| What you have to do |
Look through the data below for the string "caller", and copy every line where it turns up.
Dataset content Block Start
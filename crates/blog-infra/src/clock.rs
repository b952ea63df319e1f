//! Clock implementations.

use std::sync::atomic::{AtomicI64, Ordering};

use chrono::{DateTime, Utc};

use blog_core::ports::Clock;

/// Wall clock time.
#[derive(Debug, Clone, Copy, Default)]
pub struct SystemClock;

impl Clock for SystemClock {
    fn now(&self) -> DateTime<Utc> {
        Utc::now()
    }
}

/// A clock that only moves when told to. Useful for tests and replays.
#[derive(Debug, Default)]
pub struct ManualClock {
    seconds: AtomicI64,
}

impl ManualClock {
    /// Start at the given Unix timestamp.
    pub fn at(timestamp: i64) -> Self {
        Self {
            seconds: AtomicI64::new(timestamp),
        }
    }

    pub fn set(&self, timestamp: i64) {
        self.seconds.store(timestamp, Ordering::SeqCst);
    }

    pub fn advance(&self, seconds: i64) {
        self.seconds.fetch_add(seconds, Ordering::SeqCst);
    }
}

impl Clock for ManualClock {
    fn now(&self) -> DateTime<Utc> {
        DateTime::from_timestamp(self.seconds.load(Ordering::SeqCst), 0).unwrap_or_default()
    }

    fn timestamp(&self) -> i64 {
        self.seconds.load(Ordering::SeqCst)
    }
}
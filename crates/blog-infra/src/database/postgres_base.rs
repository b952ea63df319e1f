use std::marker::PhantomData;

use async_trait::async_trait;
use sea_orm::{
    ActiveModelBehavior, ActiveModelTrait, DbConn, DbErr, EntityTrait, IntoActiveModel,
    PrimaryKeyTrait, TryIntoModel,
};

use blog_core::error::RepoError;
use blog_core::ports::BaseRepository;

/// Map a SeaORM error onto the repository error the domain understands.
pub(crate) fn repo_err(err: DbErr) -> RepoError {
    match err {
        DbErr::Conn(e) => RepoError::Connection(e.to_string()),
        DbErr::ConnectionAcquire(e) => RepoError::Connection(e.to_string()),
        DbErr::RecordNotFound(_) | DbErr::RecordNotUpdated => RepoError::NotFound,
        other => {
            let err_str = other.to_string();
            if err_str.contains("duplicate") || err_str.contains("unique") {
                RepoError::Constraint("Entity already exists".to_string())
            } else if err_str.contains("foreign key") {
                RepoError::Constraint(err_str)
            } else {
                RepoError::Query(err_str)
            }
        }
    }
}

/// Generic PostgreSQL repository implementation.
pub struct PostgresBaseRepository<E>
where
    E: EntityTrait,
{
    pub(crate) db: DbConn,
    _entity: PhantomData<E>,
}

impl<E> PostgresBaseRepository<E>
where
    E: EntityTrait,
{
    pub fn new(db: DbConn) -> Self {
        Self {
            db,
            _entity: PhantomData,
        }
    }
}

#[async_trait]
impl<E, T, ID> BaseRepository<T, ID> for PostgresBaseRepository<E>
where
    E: EntityTrait,
    E::Model: IntoActiveModel<E::ActiveModel> + Sync + Send,
    E::ActiveModel: ActiveModelTrait<Entity = E>
        + ActiveModelBehavior
        + TryIntoModel<E::Model>
        + Send
        + Sync,
    E::PrimaryKey: PrimaryKeyTrait<ValueType = ID>,
    ID: Send + Sync + Into<sea_orm::Value> + Clone + Copy + 'static,
    T: From<E::Model> + Into<E::ActiveModel> + Send + Sync + 'static,
{
    async fn find_by_id(&self, id: ID) -> Result<Option<T>, RepoError> {
        let result = E::find_by_id(id).one(&self.db).await.map_err(repo_err)?;

        Ok(result.map(Into::into))
    }

    async fn save(&self, entity: T) -> Result<T, RepoError> {
        // Unset primary key inserts, a set one updates.
        let active_model: E::ActiveModel = entity.into();
        let result = active_model.save(&self.db).await.map_err(repo_err)?;

        let model = result.try_into_model().map_err(repo_err)?;
        Ok(model.into())
    }

    async fn delete(&self, id: ID) -> Result<(), RepoError> {
        let result = E::delete_by_id(id).exec(&self.db).await.map_err(repo_err)?;

        if result.rows_affected == 0 {
            return Err(RepoError::NotFound);
        }

        Ok(())
    }
}
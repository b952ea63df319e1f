//! # Blog Core
//!
//! The domain layer of the blog: posts, their comments and the tag index.
//! This crate contains pure business logic with zero infrastructure dependencies.

pub mod domain;
pub mod error;
pub mod ports;
pub mod services;

pub use error::{DomainError, FieldError, RepoError, ValidationErrors};
pub use services::PostService;
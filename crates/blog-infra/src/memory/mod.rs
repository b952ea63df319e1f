//! In-memory implementations of the blog ports.
//!
//! Used when no database is configured and as the collaborators in tests.
//! Data is lost on process restart.

mod comments;
mod posts;
mod tags;
mod users;

pub use comments::InMemoryCommentStore;
pub use posts::InMemoryPostRepository;
pub use tags::InMemoryTagIndex;
pub use users::InMemoryUserRepository;
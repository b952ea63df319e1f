//! Domain entities - the core business objects.

mod comment;
mod post;
mod route;
mod search;
pub mod tag;
mod user;

pub use comment::{Comment, CommentStatus};
pub use post::{Post, PostStatus, Scenario, TITLE_MAX_LENGTH};
pub use route::{Route, TagLink};
pub use search::{DEFAULT_PAGE_SIZE, Page, PageRequest, PostCriteria};
pub use tag::{Tag, TagDelta};
pub use user::User;
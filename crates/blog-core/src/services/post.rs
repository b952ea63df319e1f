//! The post lifecycle: load, save and delete, plus the post's relations.

use std::sync::Arc;

use crate::domain::{Comment, CommentStatus, Page, PageRequest, Post, Scenario, User};
use crate::error::{DomainError, RepoError};
use crate::ports::{
    BaseRepository, Clock, CommentStore, PostRepository, TagFrequencyIndex, UserRepository,
};

/// Runs every storage-facing operation on a [`Post`].
///
/// Each operation is an explicit sequence of steps. A save validates, stamps,
/// writes and then reconciles the tag index; the caller's record is only
/// updated once all of that succeeded.
#[derive(Clone)]
pub struct PostService {
    posts: Arc<dyn PostRepository>,
    comments: Arc<dyn CommentStore>,
    tags: Arc<dyn TagFrequencyIndex>,
    users: Arc<dyn UserRepository>,
    clock: Arc<dyn Clock>,
}

impl PostService {
    pub fn new(
        posts: Arc<dyn PostRepository>,
        comments: Arc<dyn CommentStore>,
        tags: Arc<dyn TagFrequencyIndex>,
        users: Arc<dyn UserRepository>,
        clock: Arc<dyn Clock>,
    ) -> Self {
        Self {
            posts,
            comments,
            tags,
            users,
            clock,
        }
    }

    /// Load a post by id. A missing post is `Ok(None)`.
    pub async fn load(&self, id: i32) -> Result<Option<Post>, DomainError> {
        tracing::debug!(post_id = id, "Loading post");

        let mut post = self.posts.find_by_id(id).await?;
        if let Some(post) = post.as_mut() {
            post.snapshot_tags();
        }
        Ok(post)
    }

    /// Validate and persist `post` on behalf of `acting_user_id`.
    ///
    /// New posts get both timestamps and their author. Existing posts only
    /// get a fresh `update_time`; their `create_time` and `author_id` are
    /// taken from the stored row, whatever the caller left on `post`.
    ///
    /// The write and the tag index update succeed or fail together: if the
    /// index cannot be updated the write is undone. On any error `post` keeps
    /// its field values (apart from tag normalization done by validation).
    pub async fn save(&self, post: &mut Post, acting_user_id: i32) -> Result<(), DomainError> {
        if let Err(errors) = post.validate(Scenario::Save) {
            tracing::warn!(post_id = ?post.id, %errors, "Post failed validation");
            return Err(errors.into());
        }

        let now = self.clock.timestamp();
        let mut stamped = post.clone();
        let previous = match post.id {
            None => {
                stamped.create_time = Some(now);
                stamped.update_time = Some(now);
                stamped.author_id = Some(acting_user_id);
                None
            }
            Some(id) => {
                let stored = self.posts.find_by_id(id).await?.ok_or(RepoError::NotFound)?;
                stamped.create_time = stored.create_time;
                stamped.author_id = stored.author_id;
                stamped.update_time = Some(now);
                Some(stored)
            }
        };

        let old_tags = post.old_tags().to_owned();
        let mut saved = self.posts.save(stamped).await?;

        if let Err(e) = self.tags.update_frequency(&old_tags, &saved.tags).await {
            tracing::error!(post_id = ?saved.id, error = %e, "Tag index update failed, undoing write");
            self.undo_write(&saved, previous).await;
            return Err(e.into());
        }

        saved.snapshot_tags();
        tracing::debug!(post_id = ?saved.id, "Post saved");
        *post = saved;
        Ok(())
    }

    /// Put the post table back the way it was before a write: drop an
    /// inserted row, or restore the stored row an update replaced.
    async fn undo_write(&self, saved: &Post, previous: Option<Post>) {
        let result = match (previous, saved.id) {
            (Some(previous), _) => self.posts.save(previous).await.map(|_| ()),
            (None, Some(id)) => self.posts.delete(id).await,
            (None, None) => Ok(()),
        };

        if let Err(e) = result {
            tracing::error!(post_id = ?saved.id, error = %e, "Could not undo post write");
        }
    }

    /// Delete a saved post together with its comments and its tag counts.
    pub async fn delete(&self, post: &Post) -> Result<(), DomainError> {
        let id = post.id.ok_or(DomainError::NewRecord("post"))?;

        self.posts.delete(id).await?;
        let removed = self.comments.delete_by_post(id).await?;
        self.tags.update_frequency(&post.tags, "").await?;

        tracing::debug!(post_id = id, comments_removed = removed, "Post deleted");
        Ok(())
    }

    /// The user who wrote the post.
    pub async fn find_author(&self, post: &Post) -> Result<Option<User>, DomainError> {
        match post.author_id {
            Some(author_id) => Ok(self.users.find_by_id(author_id).await?),
            None => Ok(None),
        }
    }

    /// Approved comments, newest first.
    pub async fn find_approved_comments(&self, post: &Post) -> Result<Vec<Comment>, DomainError> {
        match post.id {
            Some(id) => Ok(self.comments.find_approved(id).await?),
            None => Ok(Vec::new()),
        }
    }

    pub async fn count_approved_comments(&self, post: &Post) -> Result<u64, DomainError> {
        match post.id {
            Some(id) => Ok(self.comments.count_approved(id).await?),
            None => Ok(0),
        }
    }

    /// Attach `comment` to `post` and store it.
    ///
    /// With `require_approval` the comment waits in moderation as pending,
    /// otherwise it is approved straight away.
    pub async fn add_comment(
        &self,
        post: &Post,
        mut comment: Comment,
        require_approval: bool,
    ) -> Result<Comment, DomainError> {
        let post_id = post.id.ok_or(DomainError::NewRecord("post"))?;

        comment.status = if require_approval {
            CommentStatus::Pending
        } else {
            CommentStatus::Approved
        };
        comment.post_id = Some(post_id);
        if comment.create_time.is_none() {
            comment.create_time = Some(self.clock.timestamp());
        }

        let saved = self.comments.save(comment).await?;
        tracing::debug!(post_id, comment_id = ?saved.id, status = ?saved.status, "Comment added");
        Ok(saved)
    }

    /// Posts matching the attributes set on `filter`.
    pub async fn search(&self, filter: &Post, page: PageRequest) -> Result<Page<Post>, DomainError> {
        let mut filter = filter.clone();
        filter.validate(Scenario::Search)?;

        let result = self.posts.search(&filter.search_criteria(), page).await?;
        Ok(result.map(|mut post| {
            post.snapshot_tags();
            post
        }))
    }
}
//! Database connection management and SeaORM-backed repositories.

mod connections;

#[cfg(feature = "postgres")]
mod postgres_base;
#[cfg(feature = "postgres")]
pub mod postgres_repo;

#[cfg(feature = "postgres")]
pub mod entity;

pub use connections::{DatabaseConfig, DatabaseConnections};

#[cfg(feature = "postgres")]
pub use postgres_base::PostgresBaseRepository;
#[cfg(feature = "postgres")]
pub use postgres_repo::{
    PostgresCommentRepository, PostgresPostRepository, PostgresTagRepository,
    PostgresUserRepository,
};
Dataset content Block End
| Result of this task |
/// writes and then reconciles the tag index; the caller's record is only
    /// taken from the stored row, whatever the caller left on `post`.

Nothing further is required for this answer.